WHAT IS EXPECTED —
Where a line holds the word "models", copy it from the records.

Stored data entries —
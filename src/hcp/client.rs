//! TFE HTTP client for API interactions

use log::{debug, warn};
use reqwest::Client;
use serde::de::DeserializeOwned;
use std::collections::HashSet;
use std::time::Duration;

use crate::config::{api, defaults};
use crate::error::{Result, TfeError};
use crate::hcp::traits::PaginatedResponse;

/// Build the API base URL from a hostname or a full URL
///
/// `app.terraform.io` and `https://app.terraform.io/` both become
/// `https://app.terraform.io/api/v2`. An explicit scheme is kept as-is.
pub fn api_base_url(host: &str) -> String {
    let host = host.trim().trim_end_matches('/');
    let origin = if host.contains("://") {
        host.to_string()
    } else {
        format!("https://{}", host)
    };
    format!("{}{}", origin, api::BASE_PATH)
}

/// TFE API client
///
/// Holds the bearer token and base URL for the whole run; both are fixed
/// at construction time.
pub struct TfeClient {
    client: Client,
    token: String,
    base_url: String,
    /// Wait applied after a bulk removal so reads observe the change
    grace_period: Duration,
}

impl TfeClient {
    /// Create a new TFE client for the given host (hostname or URL)
    pub fn new(token: String, host: &str) -> Self {
        let client = Client::builder()
            .pool_max_idle_per_host(4)
            .pool_idle_timeout(Duration::from_secs(90))
            .tcp_keepalive(Duration::from_secs(60))
            .connect_timeout(Duration::from_secs(10))
            .timeout(Duration::from_secs(30))
            .build()
            .unwrap_or_else(|_| Client::new());

        Self {
            client,
            token,
            base_url: api_base_url(host),
            grace_period: Duration::from_secs(defaults::GRACE_PERIOD_SECS),
        }
    }

    /// Create a client with custom base URL (for testing with mock servers)
    #[cfg(test)]
    pub fn with_base_url(token: String, base_url: String) -> Self {
        let client = Client::builder().build().unwrap_or_else(|_| Client::new());

        Self {
            client,
            token,
            base_url,
            grace_period: Duration::ZERO,
        }
    }

    /// Set the post-removal consistency grace period
    pub fn set_grace_period(&mut self, grace_period: Duration) {
        self.grace_period = grace_period;
    }

    /// Get the post-removal consistency grace period
    pub fn grace_period(&self) -> Duration {
        self.grace_period
    }

    /// Base URL for API requests
    pub(crate) fn base_url(&self) -> &str {
        &self.base_url
    }

    /// Add standard headers to a request builder
    fn with_headers(&self, builder: reqwest::RequestBuilder) -> reqwest::RequestBuilder {
        builder
            .header("Authorization", format!("Bearer {}", self.token))
            .header("Content-Type", api::MEDIA_TYPE)
            .header("Accept", api::MEDIA_TYPE)
    }

    /// Create a GET request builder with standard headers
    pub(crate) fn get(&self, url: &str) -> reqwest::RequestBuilder {
        self.with_headers(self.client.get(url))
    }

    /// Create a DELETE request builder with standard headers
    pub(crate) fn delete(&self, url: &str) -> reqwest::RequestBuilder {
        self.with_headers(self.client.delete(url))
    }

    /// Parse an API response, returning error for non-success status codes
    ///
    /// The error message carries the response body so the caller can surface it.
    pub(crate) async fn parse_api_response<T>(
        &self,
        response: reqwest::Response,
        error_context: &str,
    ) -> Result<T>
    where
        T: DeserializeOwned,
    {
        let status = response.status();
        if !status.is_success() {
            let body = response.text().await.unwrap_or_default();
            return Err(TfeError::Api {
                status: status.as_u16(),
                message: failure_message(error_context, &body),
            });
        }
        Ok(response.json().await?)
    }

    /// Fetch all pages from a paginated API endpoint
    ///
    /// Requests the first page, then follows `links.next` until the API stops
    /// returning one. Pages are fetched one after another.
    ///
    /// # Arguments
    /// * `path` - API path (e.g., "/organizations/my-org/teams")
    /// * `error_context` - Context for error messages (e.g., "teams for organization 'my-org'")
    pub async fn fetch_all_pages<T, R>(&self, path: &str, error_context: &str) -> Result<Vec<T>>
    where
        R: DeserializeOwned + PaginatedResponse<T>,
    {
        let separator = if path.contains('?') { "&" } else { "?" };
        let mut next_url = Some(format!(
            "{}{}{}page[size]={}",
            self.base_url(),
            path,
            separator,
            api::DEFAULT_PAGE_SIZE,
        ));

        let mut all_items = Vec::new();
        let mut visited = HashSet::new();
        let mut page = 0u32;

        while let Some(url) = next_url.take() {
            if !visited.insert(url.clone()) {
                warn!("Pagination loop detected at {}, stopping", url);
                break;
            }
            page += 1;
            debug!("Fetching page {} from: {}", page, url);

            let response = self.get(&url).send().await?;
            let page_context = format!("{} (page {})", error_context, page);
            let resp: R = self.parse_api_response(response, &page_context).await?;

            if let Some(p) = resp.meta().and_then(|m| m.pagination.as_ref()) {
                debug!(
                    "Page {}/{}, total items: {}",
                    p.current_page, p.total_pages, p.total_count
                );
            }

            next_url = resp.next_link().map(|next| self.resolve_link(next));
            all_items.extend(resp.into_data());
        }

        debug!(
            "Fetched {} total items for {} in {} page(s)",
            all_items.len(),
            error_context,
            page
        );
        Ok(all_items)
    }

    /// Turn a pagination link into an absolute URL
    fn resolve_link(&self, link: &str) -> String {
        if link.starts_with("http://") || link.starts_with("https://") {
            link.to_string()
        } else {
            let path = link
                .strip_prefix(api::BASE_PATH)
                .unwrap_or(link)
                .trim_start_matches('/');
            format!("{}/{}", self.base_url(), path)
        }
    }

    /// Wait out the consistency grace period
    pub(crate) async fn wait_grace_period(&self) {
        if self.grace_period.is_zero() {
            return;
        }
        debug!(
            "Waiting {:?} for the API to propagate the change",
            self.grace_period
        );
        tokio::time::sleep(self.grace_period).await;
    }
}

/// Build an error message from a context and an optional response body
pub(crate) fn failure_message(error_context: &str, body: &str) -> String {
    let body = body.trim();
    if body.is_empty() {
        format!("Failed to fetch {}", error_context)
    } else {
        format!("Failed to fetch {}: {}", error_context, body)
    }
}

#[cfg(test)]
impl TfeClient {
    /// Create a test client with mock base URL
    pub fn test_client(base_url: &str) -> Self {
        Self::with_base_url("test-token".to_string(), base_url.to_string())
    }
}
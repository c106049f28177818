//! Team removal command handler

use log::{debug, info};

use crate::cli::Cli;
use crate::error::Result;
use crate::hcp::TfeClient;
use crate::output::output_removal_report;
use crate::ui::{create_spinner, finish_spinner};

use super::executor::{execute_removal, verify_removal};
use super::models::{ExitStatus, RemovalOutcome, RemovalPlan, RunReport};
use super::plan::lookup_tasks;

/// Run the team removal for already-normalized emails
///
/// Prints the report and returns the exit status it maps to. A missing team
/// or a failed lookup is returned as an error before anything is removed.
pub async fn run_remove_command(
    client: &TfeClient,
    cli: &Cli,
    emails: Vec<String>,
) -> Result<ExitStatus> {
    debug!(
        "Removing {} email(s) from team '{}' in '{}' (dry_run={}, verify={})",
        emails.len(),
        cli.team,
        cli.org,
        cli.dry_run,
        cli.verify
    );

    let spinner = create_spinner(
        &format!("Resolving team '{}' in '{}'...", cli.team, cli.org),
        cli.batch,
    );
    let team = client.resolve_team(&cli.org, &cli.team).await;
    finish_spinner(spinner);
    let team = team?;

    let spinner = create_spinner(
        &format!("Looking up {} email(s)...", emails.len()),
        cli.batch,
    );
    let tasks = lookup_tasks(client, &cli.org, &team, &emails).await;
    finish_spinner(spinner);
    let plan = RemovalPlan { team, tasks: tasks? };

    let queue = plan.removal_queue();
    let spinner = if queue.is_empty() || cli.dry_run {
        None
    } else {
        create_spinner(
            &format!(
                "Removing {} membership(s) from '{}'...",
                queue.len(),
                plan.team.name()
            ),
            cli.batch,
        )
    };
    let outcome = execute_removal(client, &plan.team.id, queue, cli.dry_run).await;
    finish_spinner(spinner);

    let verification = match &outcome {
        RemovalOutcome::Removed { queued } if cli.verify => {
            let spinner = create_spinner("Verifying removal...", cli.batch);
            let entries = verify_removal(client, &cli.org, &plan.team.id, queued).await;
            finish_spinner(spinner);
            entries
        }
        _ => Vec::new(),
    };

    let report = RunReport {
        org: cli.org.clone(),
        plan,
        outcome,
        verification,
    };

    output_removal_report(&report, cli.output)?;

    let status = report.exit_status();
    info!("Completed with exit status {:?} ({})", status, status.code());
    Ok(status)
}
//! Email input normalization
//!
//! Flattens `--email`/`--emails` values and an optional emails file into one
//! ordered, de-duplicated list.

use log::{debug, warn};
use std::collections::HashSet;
use std::fs;
use std::path::Path;

use crate::config::emails;
use crate::error::{Result, TfeError};

/// Split raw tokens on commas and whitespace, trim, drop empties and
/// duplicates (first occurrence wins) and tokens that cannot be an email.
pub fn parse_email_tokens<I, S>(tokens: I) -> Vec<String>
where
    I: IntoIterator<Item = S>,
    S: AsRef<str>,
{
    let mut seen = HashSet::new();
    let mut result = Vec::new();

    for token in tokens {
        for candidate in token
            .as_ref()
            .split(|c: char| c == ',' || c.is_whitespace())
            .map(str::trim)
            .filter(|c| !c.is_empty())
        {
            if !candidate.contains('@') {
                warn!("Ignoring '{}': not an email address", candidate);
                continue;
            }
            if seen.insert(candidate.to_string()) {
                result.push(candidate.to_string());
            } else {
                debug!("Skipping duplicate email {}", candidate);
            }
        }
    }

    result
}

/// Extract email tokens from an emails file's content
///
/// Blank lines and `#` comment lines are skipped.
pub fn file_tokens(content: &str) -> Vec<&str> {
    content
        .lines()
        .map(str::trim)
        .filter(|line| !line.is_empty() && !line.starts_with(emails::COMMENT_MARKER))
        .collect()
}

/// Check the emails file extension
pub fn validate_emails_file(path: &Path) -> Result<()> {
    match path.extension().and_then(|ext| ext.to_str()) {
        Some(ext) if ext == emails::FILE_EXTENSION => Ok(()),
        _ => Err(TfeError::Input(format!(
            "emails file '{}' must have a .{} extension",
            path.display(),
            emails::FILE_EXTENSION
        ))),
    }
}

/// Collect the final email list from inline values and an optional file
///
/// Inline emails come first, followed by file emails.
pub fn collect_emails(inline: &[String], file: Option<&Path>) -> Result<Vec<String>> {
    if inline.is_empty() && file.is_none() {
        return Err(TfeError::Config(
            "no emails supplied; use --email/--emails or --emails-file".to_string(),
        ));
    }

    let mut tokens: Vec<String> = inline.to_vec();

    if let Some(path) = file {
        validate_emails_file(path)?;
        let content = fs::read_to_string(path).map_err(|e| {
            TfeError::Input(format!(
                "could not read emails file '{}': {}",
                path.display(),
                e
            ))
        })?;
        tokens.extend(file_tokens(&content).into_iter().map(str::to_string));
    }

    let emails = parse_email_tokens(&tokens);
    if emails.is_empty() {
        return Err(TfeError::Input("no valid emails provided".to_string()));
    }

    debug!("Normalized {} email(s): {:?}", emails.len(), emails);
    Ok(emails)
}
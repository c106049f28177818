//! Bulk removal execution and post-removal verification

use log::{debug, info, warn};

use crate::hcp::TfeClient;

use super::models::{QueuedRemoval, RemovalOutcome, VerificationEntry};

/// Execute the bulk removal for the queued memberships
///
/// An empty queue makes no request. In dry-run mode the request is
/// suppressed and the queue is reported as-is.
pub async fn execute_removal(
    client: &TfeClient,
    team_id: &str,
    queued: Vec<QueuedRemoval>,
    dry_run: bool,
) -> RemovalOutcome {
    if queued.is_empty() {
        info!("No memberships to remove from {}", team_id);
        return RemovalOutcome::NothingToRemove;
    }

    if dry_run {
        info!(
            "Dry run: would remove {} membership(s) from {}",
            queued.len(),
            team_id
        );
        return RemovalOutcome::DryRun { queued };
    }

    let membership_ids: Vec<String> = queued.iter().map(|q| q.membership_id.clone()).collect();
    let result = client.remove_team_members(team_id, &membership_ids).await;

    if result.ok {
        info!("Removed {} membership(s) from {}", queued.len(), team_id);
        RemovalOutcome::Removed { queued }
    } else {
        warn!(
            "Bulk removal from {} failed (status {:?})",
            team_id, result.status_code
        );
        RemovalOutcome::Failed {
            queued,
            status_code: result.status_code,
            detail: result.body,
        }
    }
}

/// Re-check removed memberships for the team
///
/// Informational only: lookup failures are logged and reported as unknown.
pub async fn verify_removal(
    client: &TfeClient,
    org: &str,
    team_id: &str,
    removed: &[QueuedRemoval],
) -> Vec<VerificationEntry> {
    let mut entries = Vec::with_capacity(removed.len());

    for item in removed {
        let still_member = match client.find_org_membership(org, &item.email).await {
            Ok(Some(m)) => Some(m.has_team(team_id)),
            Ok(None) => Some(false),
            Err(e) => {
                warn!("Could not verify removal of {}: {}", item.email, e);
                None
            }
        };

        match still_member {
            Some(true) => warn!("{} still appears in team {}", item.email, team_id),
            Some(false) => debug!("{} verified removed from {}", item.email, team_id),
            None => {}
        }

        entries.push(VerificationEntry {
            email: item.email.clone(),
            membership_id: item.membership_id.clone(),
            still_member,
        });
    }

    entries
}

#[cfg(test)]
mod tests {
    use super::*;
    use wiremock::matchers::{body_json, method, path, query_param};
    use wiremock::{Mock, MockServer, ResponseTemplate};

    const REMOVE_PATH: &str = "/teams/team-123/relationships/organization-memberships";

    fn queued(pairs: &[(&str, &str)]) -> Vec<QueuedRemoval> {
        pairs
            .iter()
            .map(|(id, email)| QueuedRemoval {
                membership_id: id.to_string(),
                email: email.to_string(),
            })
            .collect()
    }

    #[tokio::test]
    async fn test_empty_queue_makes_no_request() {
        let server = MockServer::start().await;
        Mock::given(method("DELETE"))
            .respond_with(ResponseTemplate::new(204))
            .expect(0)
            .mount(&server)
            .await;

        let client = TfeClient::test_client(&server.uri());
        let outcome = execute_removal(&client, "team-123", Vec::new(), false).await;
        assert_eq!(outcome, RemovalOutcome::NothingToRemove);
    }

    #[tokio::test]
    async fn test_dry_run_makes_no_request() {
        let server = MockServer::start().await;
        Mock::given(method("DELETE"))
            .respond_with(ResponseTemplate::new(204))
            .expect(0)
            .mount(&server)
            .await;

        let client = TfeClient::test_client(&server.uri());
        let items = queued(&[("ou-1", "a@x.com")]);
        let outcome = execute_removal(&client, "team-123", items.clone(), true).await;
        assert_eq!(outcome, RemovalOutcome::DryRun { queued: items });
    }

    #[tokio::test]
    async fn test_single_bulk_request() {
        let server = MockServer::start().await;
        Mock::given(method("DELETE"))
            .and(path(REMOVE_PATH))
            .and(body_json(serde_json::json!({
                "data": [
                    {"type": "organization-memberships", "id": "ou-1"},
                    {"type": "organization-memberships", "id": "ou-2"}
                ]
            })))
            .respond_with(ResponseTemplate::new(204))
            .expect(1)
            .mount(&server)
            .await;

        let client = TfeClient::test_client(&server.uri());
        let items = queued(&[("ou-1", "a@x.com"), ("ou-2", "b@x.com")]);
        let outcome = execute_removal(&client, "team-123", items.clone(), false).await;
        assert_eq!(outcome, RemovalOutcome::Removed { queued: items });
    }

    #[tokio::test]
    async fn test_failed_request_is_aggregated() {
        let server = MockServer::start().await;
        Mock::given(method("DELETE"))
            .and(path(REMOVE_PATH))
            .respond_with(ResponseTemplate::new(404).set_body_string("not found"))
            .mount(&server)
            .await;

        let client = TfeClient::test_client(&server.uri());
        let items = queued(&[("ou-1", "a@x.com"), ("ou-2", "b@x.com")]);
        let outcome = execute_removal(&client, "team-123", items, false).await;

        match outcome {
            RemovalOutcome::Failed {
                queued,
                status_code,
                detail,
            } => {
                assert_eq!(queued.len(), 2);
                assert_eq!(status_code, Some(404));
                assert_eq!(detail, "not found");
            }
            other => panic!("Expected failure, got {:?}", other),
        }
    }

    #[tokio::test]
    async fn test_verify_removal() {
        let server = MockServer::start().await;
        Mock::given(method("GET"))
            .and(path("/organizations/acme/organization-memberships"))
            .and(query_param("q", "gone@x.com"))
            .respond_with(ResponseTemplate::new(200).set_body_json(serde_json::json!({
                "data": [{"id": "ou-1", "relationships": {"teams": {"data": []}}}]
            })))
            .mount(&server)
            .await;
        Mock::given(method("GET"))
            .and(path("/organizations/acme/organization-memberships"))
            .and(query_param("q", "stuck@x.com"))
            .respond_with(ResponseTemplate::new(200).set_body_json(serde_json::json!({
                "data": [{"id": "ou-2", "relationships": {"teams": {"data": [{"id": "team-123"}]}}}]
            })))
            .mount(&server)
            .await;
        Mock::given(method("GET"))
            .and(path("/organizations/acme/organization-memberships"))
            .and(query_param("q", "error@x.com"))
            .respond_with(ResponseTemplate::new(500))
            .mount(&server)
            .await;

        let client = TfeClient::test_client(&server.uri());
        let items = queued(&[
            ("ou-1", "gone@x.com"),
            ("ou-2", "stuck@x.com"),
            ("ou-3", "error@x.com"),
        ]);
        let entries = verify_removal(&client, "acme", "team-123", &items).await;

        let results: Vec<_> = entries.iter().map(|e| e.still_member).collect();
        assert_eq!(results, vec![Some(false), Some(true), None]);
    }
}
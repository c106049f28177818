//! Organization membership data models

use serde::{Deserialize, Serialize};

/// Organization membership data from TFE API
#[derive(Deserialize, Serialize, Debug, Clone)]
pub struct OrganizationMembership {
    pub id: String,
    #[serde(rename = "type")]
    pub membership_type: Option<String>,
    pub attributes: Option<OrganizationMembershipAttributes>,
    pub relationships: Option<OrganizationMembershipRelationships>,
}

/// Organization membership attributes from TFE API
#[derive(Deserialize, Serialize, Debug, Clone, Default)]
pub struct OrganizationMembershipAttributes {
    pub email: Option<String>,
    pub status: Option<String>,
}

/// Organization membership relationships
#[derive(Deserialize, Serialize, Debug, Clone)]
pub struct OrganizationMembershipRelationships {
    pub user: Option<RelationshipData>,
    pub teams: Option<TeamsRelationship>,
}

/// Single-resource relationship
#[derive(Deserialize, Serialize, Debug, Clone)]
pub struct RelationshipData {
    pub data: Option<RelationshipItem>,
}

/// Relationship item with id and type
#[derive(Deserialize, Serialize, Debug, Clone)]
pub struct RelationshipItem {
    pub id: String,
    #[serde(rename = "type", default)]
    pub item_type: Option<String>,
}

/// Teams relationship (array)
#[derive(Deserialize, Serialize, Debug, Clone)]
pub struct TeamsRelationship {
    #[serde(default)]
    pub data: Option<Vec<RelationshipItem>>,
}

impl OrganizationMembership {
    /// Get email from attributes
    pub fn email(&self) -> &str {
        self.attributes
            .as_ref()
            .and_then(|a| a.email.as_deref())
            .unwrap_or("")
    }

    /// Get status from attributes
    pub fn status(&self) -> &str {
        self.attributes
            .as_ref()
            .and_then(|a| a.status.as_deref())
            .unwrap_or("unknown")
    }

    /// Get user ID from relationships
    pub fn user_id(&self) -> Option<&str> {
        self.relationships
            .as_ref()
            .and_then(|r| r.user.as_ref())
            .and_then(|u| u.data.as_ref())
            .map(|d| d.id.as_str())
    }

    /// Get team IDs from relationships
    pub fn team_ids(&self) -> Vec<&str> {
        self.relationships
            .as_ref()
            .and_then(|r| r.teams.as_ref())
            .and_then(|t| t.data.as_ref())
            .map(|items| {
                items
                    .iter()
                    .map(|d| d.id.as_str())
                    .filter(|id| !id.is_empty())
                    .collect()
            })
            .unwrap_or_default()
    }

    /// Check whether the membership is attached to a team
    pub fn has_team(&self, team_id: &str) -> bool {
        self.team_ids().contains(&team_id)
    }
}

YOUR RESPONSE —
use super::models::{ExitStatus, RemovalOutcome, RemovalPlan, RunReport};
use super::models::{QueuedRemoval, RemovalOutcome, VerificationEntry};
//! Organization membership data models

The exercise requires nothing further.